Harris County Sheriff's deputies discovered a marijuana field in southern Harris County with plants worth $125,000, thanks to a tip from a user of the iWatchHarrisCounty smartphone app. All the plants were destroyed, according to a release from the department.
I wrote about this app back in 2011 and described it as poorly designed. It was. But in this case it appears it paid off since the app led to the discovery of an entire field of weed -- what hippies call a "field of dreams," or maybe I'm making that up.
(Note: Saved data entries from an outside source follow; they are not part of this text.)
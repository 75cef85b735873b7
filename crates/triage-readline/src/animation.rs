use rand::rngs::StdRng;
use rand::seq::SliceRandom;
use rand::{Rng, SeedableRng};

use triage_core::AnimationDriver;

/// Toggles a random catalog symptom on most ticks.
pub struct RandomToggleDriver {
    rng: StdRng,
    /// Chance that a tick toggles anything at all
    rate: f64,
}

impl RandomToggleDriver {
    pub fn new() -> Self {
        Self {
            rng: StdRng::from_entropy(),
            rate: 0.7,
        }
    }

    #[cfg(test)]
    fn with_seed(seed: u64, rate: f64) -> Self {
        Self {
            rng: StdRng::seed_from_u64(seed),
            rate,
        }
    }
}

impl Default for RandomToggleDriver {
    fn default() -> Self {
        Self::new()
    }
}

impl AnimationDriver for RandomToggleDriver {
    fn next_toggle(&mut self, pool: &[&str]) -> Option<String> {
        if !self.rng.gen_bool(self.rate) {
            return None;
        }
        pool.choose(&mut self.rng).map(|symptom| symptom.to_string())
    }
}

#[cfg(test)]
mod tests {
    use super::*;

    #[test]
    fn test_picks_from_pool() {
        let pool = ["Fever", "Rash", "Cough"];
        let mut driver = RandomToggleDriver::with_seed(7, 1.0);
        for _ in 0..20 {
            let picked = driver.next_toggle(&pool).unwrap();
            assert!(pool.contains(&picked.as_str()));
        }
    }

    #[test]
    fn test_empty_pool_or_zero_rate() {
        let mut driver = RandomToggleDriver::with_seed(1, 1.0);
        assert!(driver.next_toggle(&[]).is_none());

        let mut idle = RandomToggleDriver::with_seed(1, 0.0);
        assert!(idle.next_toggle(&["Fever"]).is_none());
    }
}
But, back on point, this magical forest of pot was discovered through an app and that is pretty significant because despite all our technological advances, most people still do not use things like apps and the Internet to report crimes or deal with city issues. And while this may lead some to believe apps and Web sites are a waste of taxpayer money, I for one think being ahead of the curve is important.
Many of the technologies we take for granted today were once considered silly. People used to have to dial through an operator to get to anyone. City services were a web of confusion before the 311 number was initiated. They are still confusing, but at least you don't have to look up a million numbers just to find out how to get a water leak repaired. Bills that once had to be mailed can now be automatically paid online: from license tag renewals to traffic tickets.
iWatchHarrisCounty may not be up to the standards of the typical smart phone user, but it can be an effective tool to fight crime. Sure, if there's a serious crime going on, 911 is still your best bet. But I imagine there aren't too many better ways to report suspicious activity than through an app, particularly because photos can be included.
I'm all for the adoption of new technology by our government officials if it actually works. In this case, it did.